If \ (R(j,op)\ge R(i+1,op1) \) and \ (L(j,op)\ge L(i+1,op1) \), then \ (min (len {i+1}, r (i+1,1)  r (J, OP) \) is negative, which is equivalent to moving the right endpoint to \ (R(i+1,op1) \), plus \ (R(r,d)R(i+1,op1) \) (because \ (r \) is to the left of \ (i+1 \), the following section must be continuous).

If \ ((j,op) \) contains \ ((i+1,op1) \), it is also the transfer form of the second type of case
We found that the above two transfer forms can actually be merged, that is
\(f_{i+1,r,d} = f_{i,j,op} + min(len_{i+1},R(i+1,1)R(j,op)) + R(r,d)R(i+1,op1)\)

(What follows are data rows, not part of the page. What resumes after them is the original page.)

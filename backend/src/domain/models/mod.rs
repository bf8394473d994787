//! Domain model types, independent of storage and transport concerns.

pub mod account;
pub mod client;
pub mod inventory;
pub mod invoice;
pub mod job;
pub mod quote;
//! # REST API for Quote Management
//!
//! Endpoints for creating quotes, editing draft items and applying
//! lifecycle events.

use axum::{
    extract::{Path, Query, State},
    http::StatusCode,
    response::{IntoResponse, Json},
    routing::{get, post, put},
    Router,
};
use log::{error, info};
use serde::Deserialize;

use crate::domain::commands::quotes::{
    CreateQuoteCommand, QuoteEventCommand, QuoteListQuery, UpdateQuoteItemsCommand,
};
use crate::io::rest::error_status;
use crate::io::rest::mappers::QuoteMapper;
use crate::AppState;
use shared::{
    CreateQuoteRequest, QuoteEventRequest, QuoteListResponse, QuoteResponse,
    UpdateQuoteItemsRequest,
};

/// Create a router for quote related APIs
pub fn router() -> Router<AppState> {
    Router::new()
        .route("/", post(create_quote).get(list_quotes))
        .route("/:quote_id", get(get_quote))
        .route("/:quote_id/items", put(update_items))
        .route("/:quote_id/events", post(apply_event))
}

#[derive(Debug, Deserialize)]
struct ListQuotesParams {
    status: Option<String>,
}

/// Create a new draft quote
async fn create_quote(
    State(state): State<AppState>,
    Path(account_id): Path<String>,
    Json(request): Json<CreateQuoteRequest>,
) -> impl IntoResponse {
    info!("POST /api/accounts/{}/quotes", account_id);

    let command = CreateQuoteCommand {
        account_id,
        client_ref: request.client_ref,
        description: request.description,
        items: QuoteMapper::items_to_domain(request.items),
    };

    match state.quote_service.create_quote(command) {
        Ok(quote) => {
            let response = QuoteResponse {
                quote: QuoteMapper::to_dto(quote),
                success_message: "Quote created".to_string(),
            };
            (StatusCode::CREATED, Json(response)).into_response()
        }
        Err(e) => {
            error!("Failed to create quote: {}", e);
            (error_status(&e), e.to_string()).into_response()
        }
    }
}

/// List quotes, optionally filtered by status
async fn list_quotes(
    State(state): State<AppState>,
    Path(account_id): Path<String>,
    Query(params): Query<ListQuotesParams>,
) -> impl IntoResponse {
    let query = QuoteListQuery {
        status: params.status,
    };

    match state.quote_service.list_quotes(&account_id, query) {
        Ok(quotes) => {
            let response = QuoteListResponse {
                quotes: QuoteMapper::to_dto_list(quotes),
            };
            (StatusCode::OK, Json(response)).into_response()
        }
        Err(e) => {
            error!("Failed to list quotes: {}", e);
            (error_status(&e), e.to_string()).into_response()
        }
    }
}

/// Get a single quote
async fn get_quote(
    State(state): State<AppState>,
    Path((account_id, quote_id)): Path<(String, String)>,
) -> impl IntoResponse {
    match state.quote_service.get_quote(&account_id, &quote_id) {
        Ok(quote) => {
            let response = QuoteResponse {
                quote: QuoteMapper::to_dto(quote),
                success_message: String::new(),
            };
            (StatusCode::OK, Json(response)).into_response()
        }
        Err(e) => {
            error!("Failed to get quote {}: {}", quote_id, e);
            (error_status(&e), e.to_string()).into_response()
        }
    }
}

/// Replace the line items of a draft quote
async fn update_items(
    State(state): State<AppState>,
    Path((account_id, quote_id)): Path<(String, String)>,
    Json(request): Json<UpdateQuoteItemsRequest>,
) -> impl IntoResponse {
    info!("PUT /api/accounts/{}/quotes/{}/items", account_id, quote_id);

    let command = UpdateQuoteItemsCommand {
        account_id,
        quote_id,
        items: QuoteMapper::items_to_domain(request.items),
        expected_version: request.version,
    };

    match state.quote_service.update_items(command) {
        Ok(quote) => {
            let response = QuoteResponse {
                quote: QuoteMapper::to_dto(quote),
                success_message: "Quote items updated".to_string(),
            };
            (StatusCode::OK, Json(response)).into_response()
        }
        Err(e) => {
            error!("Failed to update quote items: {}", e);
            (error_status(&e), e.to_string()).into_response()
        }
    }
}

/// Apply a lifecycle event to a quote
async fn apply_event(
    State(state): State<AppState>,
    Path((account_id, quote_id)): Path<(String, String)>,
    Json(request): Json<QuoteEventRequest>,
) -> impl IntoResponse {
    info!(
        "POST /api/accounts/{}/quotes/{}/events - {:?}",
        account_id, quote_id, request.event
    );

    let event = match QuoteMapper::event_to_domain(request.event) {
        Ok(event) => event,
        Err(e) => return (StatusCode::BAD_REQUEST, e.to_string()).into_response(),
    };

    let command = QuoteEventCommand {
        account_id,
        quote_id,
        event,
        expected_version: request.version,
    };

    match state.quote_service.apply_event(command) {
        Ok(result) => {
            let message = match result.created_job_id {
                Some(job_id) => format!("Event applied, job {} created", job_id),
                None => "Event applied".to_string(),
            };
            let response = QuoteResponse {
                quote: QuoteMapper::to_dto(result.quote),
                success_message: message,
            };
            (StatusCode::OK, Json(response)).into_response()
        }
        Err(e) => {
            error!("Failed to apply quote event: {}", e);
            (error_status(&e), e.to_string()).into_response()
        }
    }
}

#[cfg(test)]
mod tests {
    use crate::initialize_backend;
    use axum::body::Body;
    use axum::http::{Request, StatusCode};
    use serde_json::{json, Value};
    use tempfile::TempDir;
    use tower::util::ServiceExt; // for `oneshot`

    async fn test_app() -> (axum::Router, TempDir) {
        let temp_dir = TempDir::new().expect("Failed to create temp dir");
        let state = initialize_backend(temp_dir.path()).expect("Failed to initialize backend");
        (crate::create_router(state), temp_dir)
    }

    async fn send(
        app: &axum::Router,
        method: &str,
        uri: &str,
        body: Option<Value>,
    ) -> (StatusCode, Value) {
        let request = Request::builder()
            .method(method)
            .uri(uri)
            .header("content-type", "application/json")
            .body(match body {
                Some(value) => Body::from(value.to_string()),
                None => Body::empty(),
            })
            .unwrap();

        let response = app.clone().oneshot(request).await.unwrap();
        let status = response.status();
        let bytes = axum::body::to_bytes(response.into_body(), usize::MAX)
            .await
            .unwrap();
        let value = serde_json::from_slice(&bytes).unwrap_or(Value::Null);
        (status, value)
    }

    #[tokio::test]
    async fn test_quote_lifecycle_over_http() {
        let (app, _temp_dir) = test_app().await;

        let (status, quote) = send(
            &app,
            "POST",
            "/api/accounts/account::1/quotes",
            Some(json!({
                "client_ref": "client::1",
                "description": "Pose parquet",
                "items": [{"description": "Parquet chêne", "quantity": 18.0, "unit_price": 35.0}]
            })),
        )
        .await;
        assert_eq!(status, StatusCode::CREATED);
        assert_eq!(quote["quote"]["status"], "draft");
        let quote_id = quote["quote"]["id"].as_str().unwrap().to_string();

        let (status, sent) = send(
            &app,
            "POST",
            &format!("/api/accounts/account::1/quotes/{}/events", quote_id),
            Some(json!({"event": {"type": "artisan_sent"}, "version": 0})),
        )
        .await;
        assert_eq!(status, StatusCode::OK);
        assert_eq!(sent["quote"]["status"], "sent");
        assert_eq!(sent["quote"]["version"], 1);

        // Replaying with the stale version must conflict.
        let (status, _) = send(
            &app,
            "POST",
            &format!("/api/accounts/account::1/quotes/{}/events", quote_id),
            Some(json!({"event": {"type": "client_accepted"}, "version": 0})),
        )
        .await;
        assert_eq!(status, StatusCode::CONFLICT);

        let (status, accepted) = send(
            &app,
            "POST",
            &format!("/api/accounts/account::1/quotes/{}/events", quote_id),
            Some(json!({"event": {"type": "client_accepted"}, "version": 1})),
        )
        .await;
        assert_eq!(status, StatusCode::OK);
        assert_eq!(accepted["quote"]["status"], "accepted");

        let (status, list) = send(
            &app,
            "GET",
            "/api/accounts/account::1/quotes?status=accepted",
            None,
        )
        .await;
        assert_eq!(status, StatusCode::OK);
        assert_eq!(list["quotes"].as_array().unwrap().len(), 1);
    }

    #[tokio::test]
    async fn test_invalid_transition_is_bad_request() {
        let (app, _temp_dir) = test_app().await;

        let (_, quote) = send(
            &app,
            "POST",
            "/api/accounts/account::1/quotes",
            Some(json!({
                "client_ref": "client::1",
                "description": "Clôture",
                "items": [{"description": "Panneaux", "quantity": 6.0, "unit_price": 80.0}]
            })),
        )
        .await;
        let quote_id = quote["quote"]["id"].as_str().unwrap();

        // A draft quote cannot be accepted.
        let (status, _) = send(
            &app,
            "POST",
            &format!("/api/accounts/account::1/quotes/{}/events", quote_id),
            Some(json!({"event": {"type": "client_accepted"}, "version": 0})),
        )
        .await;
        assert_eq!(status, StatusCode::BAD_REQUEST);
    }

    #[tokio::test]
    async fn test_missing_quote_is_not_found() {
        let (app, _temp_dir) = test_app().await;
        let (status, _) = send(
            &app,
            "GET",
            "/api/accounts/account::1/quotes/quote::42",
            None,
        )
        .await;
        assert_eq!(status, StatusCode::NOT_FOUND);
    }
}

 If \ ((i+1,op1) \) contains \ ((j,op) \), then \ ((j,op) \) has no contribution. You can directly ignore it and transfer from the previous state. The transfer formula is also the one above. This neglect can obviously be pushed forward, that is, the new \ ((j,op) \) can be ignored after the state is pushed forward, so every time it is a state that has existed before. If you ignore too many, the answer will become smaller, so just count the status of all \ (R(j,op)\le R(i+1,op1) \).
So the transfer formulas of \ (R(j,op)\le R(i+1,op1) \) and \ (R(j,op)\ge R(i+1,op1) \) are the same!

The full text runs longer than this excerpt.